4. Preparativos

Dalia solía pensar que la mejor forma de llamar al hambre era con un buen aroma. En su casa, era el olor de la sopa o el guiso, lo que traía de regreso a sus hermanos y, a ella misma, desde los campos de cultivo.

Podía imaginar su propio olor, a fresco y apetitoso como una cena recién hecha. Sentía su piel más suave de lo que jamás había estado, mientras se movía su cuerpo tan desnudo como el día que nació. Caminó por donde sus cocineros la llevaban, con pasos pequeños y torpes. Las vocecillas no se callaban, el sonido indescifrable resultaba molesto. Sus ojos seguían cegados. Y el aire se llenaba de agradables, pero desconocidos aromas.

Dalia creyó pasar una puerta, poco antes de que todos sus cocineros se detuvieran, el sonido de los pasos le dejaba interpretar la dirección de sus movimientos, la niña no parecía ir con ellos. Un golpe de madera contra madera presidió su nueva exposición, las mujeres halaron la tela que la cubría y secaron todo su cuerpo con frotes bruscos. Decenas de manos frías recorrían su piel y la cubrían con sustancias cremosas, de olores amargos como la hierba.

Ahora, incluso ella misma se encontraba apetitosa. El olor a sudor, barro y tierra que siempre la había acompañado ya no estaba. En su lugar, un ligero aroma a verano lo reemplazaba. Ella sabía que una deliciosa cena siempre era precedida por un agradable olor.

La cabeza de Dalia se llenaba de comparaciones. Entendía las telas ajustadas, en las cuales estaba siendo empujada, como el recipiente en que iba a ser servida. Ella era envuelta en telas y la comida era cubierta con hojas. Sus cocineros, como había decidido llamarlos, presionaban con fuerza su abdomen, lo reducían a una estreches que ella nunca consideró posible, al tiempo que otras manos hacían de las suyas agrandando sus senos. Sobre sus piernas una tela corta había sido envuelta, tan corta que ella alcanzaba el dobles con sus manos.

Los envoltorios de sus muslos eran finos y ligeramente ásperos, incapaces de aliviar el frío que sentía, el calor que había acumulado con el tiempo se alejaba de su piel veloz. La pobre mal vestida mujer comenzaba a tiritar. Ella no comprendía como podían emplear un recipiente que dejara enfriar la comida, cuando en casa siempre procuraban mantenerla tibia.

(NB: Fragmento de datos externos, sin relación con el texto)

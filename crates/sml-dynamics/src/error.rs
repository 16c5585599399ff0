//! Runtime failures that are not SML exceptions.

use diagnostic::{Code, Severity};
use sml_state::Builtin;
use std::fmt;
use str_util::Name;

/// An error.
#[derive(Debug)]
pub struct Error {
  pub(crate) pos: usize,
  pub(crate) kind: ErrorKind,
}

/// A kind of error.
#[derive(Debug)]
pub enum ErrorKind {
  /// The stack of frames grew past the limit.
  TooManyFrames(usize),
  /// A name had no binding.
  Undefined(Item, String),
  /// An attempt to bind a name that may not be bound.
  InvalidRebindName(Name),
  /// Application of something that is not a function.
  NotFunction,
  /// A builtin got an argument it cannot handle.
  WrongArg(Builtin),
  /// `val rec` that does not bind a name to a `fn`.
  BadRec,
  /// `raise` of something that is not an exception.
  RaiseNotExn,
}

/// A kind of thing that can be looked up.
#[derive(Debug, Clone, Copy, PartialEq, Eq)]
pub enum Item {
  /// A value.
  Val,
  /// A structure.
  Struct,
  /// A signature.
  Sig,
  /// A functor.
  Functor,
}

impl fmt::Display for Item {
  fn fmt(&self, f: &mut fmt::Formatter<'_>) -> fmt::Result {
    let s = match self {
      Item::Val => "value",
      Item::Struct => "structure",
      Item::Sig => "signature",
      Item::Functor => "functor",
    };
    f.write_str(s)
  }
}

impl fmt::Display for ErrorKind {
  fn fmt(&self, f: &mut fmt::Formatter<'_>) -> fmt::Result {
    match self {
      ErrorKind::TooManyFrames(n) => write!(f, "exceeded the limit of {n} stack frames"),
      ErrorKind::Undefined(item, name) => write!(f, "undefined {item}: {name}"),
      ErrorKind::InvalidRebindName(name) => write!(f, "cannot re-bind name: {name}"),
      ErrorKind::NotFunction => f.write_str("applied something that is not a function"),
      ErrorKind::WrongArg(b) => write!(f, "wrong kind of argument for `{}`", b.as_str()),
      ErrorKind::BadRec => f.write_str("`val rec` must bind a name to a `fn`"),
      ErrorKind::RaiseNotExn => f.write_str("raised something that is not an exception"),
    }
  }
}

impl fmt::Display for Error {
  fn fmt(&self, f: &mut fmt::Formatter<'_>) -> fmt::Result {
    self.kind.fmt(f)
  }
}

impl Error {
  /// Returns the byte offset for this.
  #[must_use]
  pub fn pos(&self) -> usize {
    self.pos
  }

  /// Returns the kind for this.
  #[must_use]
  pub fn kind(&self) -> &ErrorKind {
    &self.kind
  }

  /// Returns the code for this.
  #[must_use]
  pub fn code(&self) -> Code {
    match self.kind {
      ErrorKind::TooManyFrames(_) => Code::n(6001),
      ErrorKind::Undefined(_, _) => Code::n(6002),
      ErrorKind::InvalidRebindName(_) => Code::n(6003),
      ErrorKind::NotFunction => Code::n(6004),
      ErrorKind::WrongArg(_) => Code::n(6005),
      ErrorKind::BadRec => Code::n(6006),
      ErrorKind::RaiseNotExn => Code::n(6007),
    }
  }

  /// Returns the severity for this.
  #[must_use]
  pub fn severity(&self) -> Severity {
    Severity::Error
  }
}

Los empujones habían cesado, y para Dalia, la presa en espera de ser devorada, el silencio no era más que un preámbulo. Le atemorizaban los tratos delicados, que intuía eran aterradores procesos al poner la mesa. Para ella, los cuidados no eran más que malos augurios.

Filipa, su madre, le había enseñado que los amos no eran buenos con los humanos. ¿Cuando ella había sido considerada de un pez o una gallina antes de cocinar? Bastaba con torcer el cuello o aplastar la cabeza para terminar con sus vidas, después, la preparación se reducía a limpieza y cocción. Pero ella no iba a ser cocida, quizá era más como un fruto, un limón o una naranja, cuya vida se arrancaba simplemente de un tirón, se limpiaba bien y, de un mordisco se podía consumir todos los jugosos de su interior; sin ollas ni calor ni mesas, solo con su mano desnuda y sus dientes filosos.

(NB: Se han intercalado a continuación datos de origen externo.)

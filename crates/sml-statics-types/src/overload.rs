//! Overloaded types.

use crate::ty::TyCon;
use std::fmt;

/// A basic overload, i.e. one of the types that overloaded operators work on.
#[derive(Debug, Clone, Copy, PartialEq, Eq, Hash)]
pub enum Basic {
  /// `int`
  Int,
  /// `word`
  Word,
  /// `real`
  Real,
  /// `string`
  String,
  /// `char`
  Char,
}

const ALL: [Basic; 5] = [Basic::Int, Basic::Word, Basic::Real, Basic::String, Basic::Char];

impl Basic {
  /// Returns this as a string.
  #[must_use]
  pub fn as_str(self) -> &'static str {
    match self {
      Basic::Int => "int",
      Basic::Word => "word",
      Basic::Real => "real",
      Basic::String => "string",
      Basic::Char => "char",
    }
  }

  /// Returns the basic overload for this type constructor, if any.
  #[must_use]
  pub fn from_ty_con(tc: &TyCon) -> Option<Self> {
    if !tc.is_builtin() {
      return None;
    }
    ALL.into_iter().find(|b| b.as_str() == tc.name.as_str())
  }

  /// Returns the type constructor for this.
  #[must_use]
  pub fn ty_con(self) -> TyCon {
    TyCon::builtin(self.as_str())
  }

  fn bit(self) -> u8 {
    match self {
      Basic::Int => 1,
      Basic::Word => 2,
      Basic::Real => 4,
      Basic::String => 8,
      Basic::Char => 16,
    }
  }
}

impl fmt::Display for Basic {
  fn fmt(&self, f: &mut fmt::Formatter<'_>) -> fmt::Result {
    f.write_str(self.as_str())
  }
}

/// A finite, non-empty set of basic types that an overloaded type variable may be instantiated
/// to.
#[derive(Debug, Clone, Copy, PartialEq, Eq, Hash)]
pub struct Overload(u8);

impl Overload {
  /// `int`, `word`, `real`.
  pub const NUM: Self = Self(1 | 2 | 4);
  /// `int`, `real`.
  pub const REAL_INT: Self = Self(1 | 4);
  /// `int`, `word`.
  pub const WORD_INT: Self = Self(1 | 2);
  /// All of them.
  pub const NUM_TXT: Self = Self(1 | 2 | 4 | 8 | 16);

  /// Returns the overload containing only `b`.
  #[must_use]
  pub fn basic(b: Basic) -> Self {
    Self(b.bit())
  }

  /// Returns whether `b` is in this.
  #[must_use]
  pub fn contains(self, b: Basic) -> bool {
    self.0 & b.bit() != 0
  }

  /// Returns the intersection, if it is non-empty.
  #[must_use]
  pub fn intersect(self, other: Self) -> Option<Self> {
    let ret = self.0 & other.0;
    (ret != 0).then_some(Self(ret))
  }

  /// Returns this without the types that do not admit equality.
  #[must_use]
  pub fn equality(self, real_equality: bool) -> Option<Self> {
    let ret = if real_equality { self.0 } else { self.0 & !Basic::Real.bit() };
    (ret != 0).then_some(Self(ret))
  }

  /// Returns the members, in order.
  pub fn iter(self) -> impl Iterator<Item = Basic> {
    ALL.into_iter().filter(move |&b| self.contains(b))
  }

  /// Returns the type to use when nothing else decided which member this should be: `int` if
  /// possible, else the first member.
  #[must_use]
  pub fn default(self) -> Basic {
    if self.contains(Basic::Int) {
      return Basic::Int;
    }
    self.iter().next().unwrap_or(Basic::Int)
  }
}

impl fmt::Display for Overload {
  fn fmt(&self, f: &mut fmt::Formatter<'_>) -> fmt::Result {
    let mut iter = self.iter();
    if let Some(b) = iter.next() {
      b.fmt(f)?;
    }
    for b in iter {
      write!(f, "/{b}")?;
    }
    Ok(())
  }
}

Los amos tenían diente filosos, mucho más filosos que los suyos, o los de sus hermanos, tíos o tías. Ellos tenían dientes filosos como los de las fieras en el bosque, como aquellas bestias que aullaban más allá de los cercos de los cultivos, aquellas que se habían llevado para siempre a su primo Sebastián. Las bestias que llamaban incesantes a la luna, para honrar sus cacerías en la noche. Los amos vigilaban las plantaciones, pues las bestias comen humanos, y los humanos son el alimento de los amos.